» EXTRACTED MATERIAL:
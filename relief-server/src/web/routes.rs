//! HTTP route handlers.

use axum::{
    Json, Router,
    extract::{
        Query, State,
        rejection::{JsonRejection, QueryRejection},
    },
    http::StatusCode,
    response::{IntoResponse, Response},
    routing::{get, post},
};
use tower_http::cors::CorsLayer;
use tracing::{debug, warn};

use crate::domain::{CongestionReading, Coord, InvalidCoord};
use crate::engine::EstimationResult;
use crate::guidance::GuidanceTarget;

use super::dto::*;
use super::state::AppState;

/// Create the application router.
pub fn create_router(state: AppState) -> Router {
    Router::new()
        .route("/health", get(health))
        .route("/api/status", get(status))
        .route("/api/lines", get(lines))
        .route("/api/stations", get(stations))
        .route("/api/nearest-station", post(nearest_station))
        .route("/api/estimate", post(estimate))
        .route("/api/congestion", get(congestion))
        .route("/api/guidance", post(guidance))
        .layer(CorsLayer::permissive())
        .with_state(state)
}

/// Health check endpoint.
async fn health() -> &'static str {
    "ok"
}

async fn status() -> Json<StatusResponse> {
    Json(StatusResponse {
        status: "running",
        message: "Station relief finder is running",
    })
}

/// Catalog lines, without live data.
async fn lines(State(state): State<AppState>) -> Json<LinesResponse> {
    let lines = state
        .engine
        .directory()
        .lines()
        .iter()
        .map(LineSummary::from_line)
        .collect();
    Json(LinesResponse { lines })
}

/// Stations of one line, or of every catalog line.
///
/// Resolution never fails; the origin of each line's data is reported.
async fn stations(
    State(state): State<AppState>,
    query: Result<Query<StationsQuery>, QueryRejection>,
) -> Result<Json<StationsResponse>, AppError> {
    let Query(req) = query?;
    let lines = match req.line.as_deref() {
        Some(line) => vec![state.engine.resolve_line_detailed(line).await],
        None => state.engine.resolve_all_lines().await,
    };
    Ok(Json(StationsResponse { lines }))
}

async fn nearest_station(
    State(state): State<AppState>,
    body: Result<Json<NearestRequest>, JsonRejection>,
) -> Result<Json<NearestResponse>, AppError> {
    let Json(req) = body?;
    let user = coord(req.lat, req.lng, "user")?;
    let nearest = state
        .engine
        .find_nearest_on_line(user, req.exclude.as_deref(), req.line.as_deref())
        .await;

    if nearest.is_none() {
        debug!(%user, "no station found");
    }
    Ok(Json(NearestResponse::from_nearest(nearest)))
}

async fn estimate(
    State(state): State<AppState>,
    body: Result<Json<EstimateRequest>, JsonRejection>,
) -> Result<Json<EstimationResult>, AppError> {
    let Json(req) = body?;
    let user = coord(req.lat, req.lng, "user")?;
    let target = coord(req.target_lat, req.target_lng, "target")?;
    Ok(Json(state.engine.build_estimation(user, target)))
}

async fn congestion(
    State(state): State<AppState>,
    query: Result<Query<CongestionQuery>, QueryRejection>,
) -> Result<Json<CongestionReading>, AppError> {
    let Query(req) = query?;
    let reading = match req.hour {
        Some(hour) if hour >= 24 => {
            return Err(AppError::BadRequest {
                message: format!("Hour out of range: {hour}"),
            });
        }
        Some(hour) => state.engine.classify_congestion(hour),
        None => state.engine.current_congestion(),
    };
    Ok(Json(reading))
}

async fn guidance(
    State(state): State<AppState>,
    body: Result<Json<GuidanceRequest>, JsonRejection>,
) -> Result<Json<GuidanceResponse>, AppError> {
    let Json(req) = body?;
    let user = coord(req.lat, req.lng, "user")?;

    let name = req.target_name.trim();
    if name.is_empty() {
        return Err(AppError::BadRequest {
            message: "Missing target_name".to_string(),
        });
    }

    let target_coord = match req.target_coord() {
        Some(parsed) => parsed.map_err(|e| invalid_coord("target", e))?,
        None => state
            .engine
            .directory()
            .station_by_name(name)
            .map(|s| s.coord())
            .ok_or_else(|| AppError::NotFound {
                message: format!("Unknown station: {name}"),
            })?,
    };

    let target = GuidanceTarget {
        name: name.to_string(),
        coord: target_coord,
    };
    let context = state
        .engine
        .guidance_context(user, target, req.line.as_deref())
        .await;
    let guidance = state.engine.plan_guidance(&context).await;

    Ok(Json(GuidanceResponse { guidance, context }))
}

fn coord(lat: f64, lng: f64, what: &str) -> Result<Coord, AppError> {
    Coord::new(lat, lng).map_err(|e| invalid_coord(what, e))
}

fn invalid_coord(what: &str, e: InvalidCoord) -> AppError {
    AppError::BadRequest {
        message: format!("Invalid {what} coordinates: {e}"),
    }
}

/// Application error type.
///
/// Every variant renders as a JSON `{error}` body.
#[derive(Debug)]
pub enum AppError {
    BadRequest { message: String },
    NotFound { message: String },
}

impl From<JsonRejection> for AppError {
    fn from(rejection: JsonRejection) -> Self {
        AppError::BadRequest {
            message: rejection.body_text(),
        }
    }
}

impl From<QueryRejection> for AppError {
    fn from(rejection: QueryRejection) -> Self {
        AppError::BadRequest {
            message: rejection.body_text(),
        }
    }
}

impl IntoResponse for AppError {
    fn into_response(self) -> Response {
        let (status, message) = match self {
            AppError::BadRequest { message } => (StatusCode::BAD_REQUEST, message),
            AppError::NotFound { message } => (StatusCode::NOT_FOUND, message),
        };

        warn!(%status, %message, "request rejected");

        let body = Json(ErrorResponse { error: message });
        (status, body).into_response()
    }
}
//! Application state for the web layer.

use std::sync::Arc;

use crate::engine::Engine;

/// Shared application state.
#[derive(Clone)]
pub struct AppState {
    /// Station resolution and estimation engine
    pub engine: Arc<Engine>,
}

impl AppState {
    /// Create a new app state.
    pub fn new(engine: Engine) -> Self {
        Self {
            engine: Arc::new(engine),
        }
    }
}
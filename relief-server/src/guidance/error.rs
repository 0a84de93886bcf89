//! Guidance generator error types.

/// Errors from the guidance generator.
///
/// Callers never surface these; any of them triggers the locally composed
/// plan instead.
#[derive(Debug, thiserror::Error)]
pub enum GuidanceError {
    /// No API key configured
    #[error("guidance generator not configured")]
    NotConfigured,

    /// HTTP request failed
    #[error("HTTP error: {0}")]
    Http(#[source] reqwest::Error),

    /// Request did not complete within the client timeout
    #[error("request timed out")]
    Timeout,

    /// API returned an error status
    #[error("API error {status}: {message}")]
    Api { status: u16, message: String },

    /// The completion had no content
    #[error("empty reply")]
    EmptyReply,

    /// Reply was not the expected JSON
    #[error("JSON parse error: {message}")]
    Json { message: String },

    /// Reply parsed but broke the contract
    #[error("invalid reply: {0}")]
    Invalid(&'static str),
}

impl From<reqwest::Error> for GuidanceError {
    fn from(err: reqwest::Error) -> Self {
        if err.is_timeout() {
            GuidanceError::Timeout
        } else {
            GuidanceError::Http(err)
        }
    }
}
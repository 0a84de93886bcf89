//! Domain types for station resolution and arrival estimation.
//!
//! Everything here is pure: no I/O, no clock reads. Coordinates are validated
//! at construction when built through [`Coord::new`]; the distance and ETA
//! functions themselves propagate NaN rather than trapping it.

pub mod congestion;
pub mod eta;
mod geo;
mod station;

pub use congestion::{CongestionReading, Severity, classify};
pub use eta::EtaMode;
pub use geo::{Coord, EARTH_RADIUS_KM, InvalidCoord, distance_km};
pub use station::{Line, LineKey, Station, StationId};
---
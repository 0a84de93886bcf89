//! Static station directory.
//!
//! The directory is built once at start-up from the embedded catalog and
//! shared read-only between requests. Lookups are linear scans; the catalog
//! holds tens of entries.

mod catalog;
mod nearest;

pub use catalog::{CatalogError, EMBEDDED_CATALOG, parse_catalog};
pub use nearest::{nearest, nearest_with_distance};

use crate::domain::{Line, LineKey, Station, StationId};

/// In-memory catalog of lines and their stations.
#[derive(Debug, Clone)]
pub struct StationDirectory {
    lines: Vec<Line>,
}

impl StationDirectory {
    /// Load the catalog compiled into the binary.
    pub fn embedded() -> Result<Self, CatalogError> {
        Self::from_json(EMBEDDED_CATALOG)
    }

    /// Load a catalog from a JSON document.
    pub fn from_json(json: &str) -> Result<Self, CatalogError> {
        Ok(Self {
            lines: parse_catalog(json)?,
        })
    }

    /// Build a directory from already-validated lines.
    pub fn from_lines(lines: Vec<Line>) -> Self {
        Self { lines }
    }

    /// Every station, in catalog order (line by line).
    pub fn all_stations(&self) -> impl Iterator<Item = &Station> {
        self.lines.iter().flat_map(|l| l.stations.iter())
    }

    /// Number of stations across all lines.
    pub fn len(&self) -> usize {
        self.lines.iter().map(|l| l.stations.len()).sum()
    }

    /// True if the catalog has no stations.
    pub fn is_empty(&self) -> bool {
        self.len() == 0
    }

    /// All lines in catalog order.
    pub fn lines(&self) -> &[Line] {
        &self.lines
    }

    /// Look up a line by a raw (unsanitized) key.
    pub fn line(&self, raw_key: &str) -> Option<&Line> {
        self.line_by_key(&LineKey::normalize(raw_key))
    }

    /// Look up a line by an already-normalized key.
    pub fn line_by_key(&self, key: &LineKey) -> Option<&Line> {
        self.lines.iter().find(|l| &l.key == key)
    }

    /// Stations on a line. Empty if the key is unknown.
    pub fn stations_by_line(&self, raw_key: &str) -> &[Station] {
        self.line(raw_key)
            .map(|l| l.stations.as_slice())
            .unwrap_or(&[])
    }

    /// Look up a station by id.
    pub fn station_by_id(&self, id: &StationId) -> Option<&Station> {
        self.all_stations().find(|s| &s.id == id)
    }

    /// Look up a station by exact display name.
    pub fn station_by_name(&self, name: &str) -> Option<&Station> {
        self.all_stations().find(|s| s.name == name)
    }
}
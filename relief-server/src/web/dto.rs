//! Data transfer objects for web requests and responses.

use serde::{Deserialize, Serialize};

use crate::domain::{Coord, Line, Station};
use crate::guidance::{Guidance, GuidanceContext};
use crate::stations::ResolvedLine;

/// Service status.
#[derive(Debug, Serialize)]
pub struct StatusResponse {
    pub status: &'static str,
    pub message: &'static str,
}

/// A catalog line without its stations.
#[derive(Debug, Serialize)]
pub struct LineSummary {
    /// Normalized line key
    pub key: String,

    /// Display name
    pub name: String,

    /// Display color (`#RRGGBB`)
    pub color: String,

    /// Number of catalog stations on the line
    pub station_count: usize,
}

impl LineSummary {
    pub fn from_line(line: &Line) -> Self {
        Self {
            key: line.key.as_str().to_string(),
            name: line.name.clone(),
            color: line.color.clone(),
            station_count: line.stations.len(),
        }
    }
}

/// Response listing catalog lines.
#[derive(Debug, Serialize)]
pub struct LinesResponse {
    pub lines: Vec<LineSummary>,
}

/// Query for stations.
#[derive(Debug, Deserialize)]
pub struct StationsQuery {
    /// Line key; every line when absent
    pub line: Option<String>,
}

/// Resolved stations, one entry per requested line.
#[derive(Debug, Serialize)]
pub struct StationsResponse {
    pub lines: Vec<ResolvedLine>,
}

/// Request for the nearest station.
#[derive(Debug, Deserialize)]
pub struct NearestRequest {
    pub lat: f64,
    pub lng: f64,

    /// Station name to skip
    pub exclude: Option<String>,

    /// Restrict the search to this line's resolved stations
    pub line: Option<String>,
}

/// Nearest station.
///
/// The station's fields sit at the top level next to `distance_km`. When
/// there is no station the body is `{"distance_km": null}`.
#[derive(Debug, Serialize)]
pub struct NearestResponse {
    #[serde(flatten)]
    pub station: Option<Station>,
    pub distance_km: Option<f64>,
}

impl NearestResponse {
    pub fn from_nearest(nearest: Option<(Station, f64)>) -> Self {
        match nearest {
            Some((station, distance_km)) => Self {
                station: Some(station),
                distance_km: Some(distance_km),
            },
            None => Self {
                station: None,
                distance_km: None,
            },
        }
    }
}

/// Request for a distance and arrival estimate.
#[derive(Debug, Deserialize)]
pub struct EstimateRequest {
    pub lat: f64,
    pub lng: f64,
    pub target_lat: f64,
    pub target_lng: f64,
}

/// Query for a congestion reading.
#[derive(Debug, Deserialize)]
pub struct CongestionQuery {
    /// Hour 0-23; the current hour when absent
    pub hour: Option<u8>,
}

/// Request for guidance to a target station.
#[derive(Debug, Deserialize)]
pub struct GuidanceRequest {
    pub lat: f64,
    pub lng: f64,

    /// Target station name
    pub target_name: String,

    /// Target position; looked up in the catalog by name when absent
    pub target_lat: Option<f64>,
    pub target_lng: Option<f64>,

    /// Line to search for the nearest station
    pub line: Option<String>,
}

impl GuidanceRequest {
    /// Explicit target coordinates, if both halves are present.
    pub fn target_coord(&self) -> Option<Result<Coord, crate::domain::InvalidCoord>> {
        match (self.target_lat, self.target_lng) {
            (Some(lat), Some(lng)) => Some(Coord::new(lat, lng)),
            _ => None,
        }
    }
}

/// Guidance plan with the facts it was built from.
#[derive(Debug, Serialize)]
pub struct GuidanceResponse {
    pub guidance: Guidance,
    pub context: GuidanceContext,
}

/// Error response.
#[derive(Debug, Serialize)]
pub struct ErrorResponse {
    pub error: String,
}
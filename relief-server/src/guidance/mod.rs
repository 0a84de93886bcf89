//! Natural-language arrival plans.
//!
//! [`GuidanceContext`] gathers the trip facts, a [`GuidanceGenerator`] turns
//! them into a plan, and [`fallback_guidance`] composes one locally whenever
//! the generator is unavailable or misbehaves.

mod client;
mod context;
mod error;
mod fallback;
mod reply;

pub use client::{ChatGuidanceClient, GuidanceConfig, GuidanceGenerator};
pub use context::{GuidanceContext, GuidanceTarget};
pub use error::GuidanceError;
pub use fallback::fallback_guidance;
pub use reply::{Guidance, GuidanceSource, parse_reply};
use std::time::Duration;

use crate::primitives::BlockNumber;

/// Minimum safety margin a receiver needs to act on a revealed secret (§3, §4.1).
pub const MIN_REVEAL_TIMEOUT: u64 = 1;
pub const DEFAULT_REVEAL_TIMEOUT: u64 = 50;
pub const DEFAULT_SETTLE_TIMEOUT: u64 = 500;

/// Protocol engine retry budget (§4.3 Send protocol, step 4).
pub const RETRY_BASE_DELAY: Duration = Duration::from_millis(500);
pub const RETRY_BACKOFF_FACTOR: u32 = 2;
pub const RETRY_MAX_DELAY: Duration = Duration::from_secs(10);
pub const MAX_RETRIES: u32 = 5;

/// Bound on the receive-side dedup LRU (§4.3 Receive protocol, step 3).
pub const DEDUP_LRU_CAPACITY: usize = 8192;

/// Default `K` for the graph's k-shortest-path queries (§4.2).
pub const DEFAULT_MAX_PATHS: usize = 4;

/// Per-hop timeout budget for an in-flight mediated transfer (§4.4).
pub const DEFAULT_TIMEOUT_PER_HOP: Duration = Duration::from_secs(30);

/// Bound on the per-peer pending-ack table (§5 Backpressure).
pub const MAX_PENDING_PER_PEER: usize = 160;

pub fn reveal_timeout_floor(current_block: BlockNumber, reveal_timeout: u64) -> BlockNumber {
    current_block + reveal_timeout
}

» PROBLEM REQUIREMENTS: Gather each line from the listing above that holds "Load".

» ANSWER SECTION:
    /// Load the catalog compiled into the binary.
    /// Load a catalog from a JSON document.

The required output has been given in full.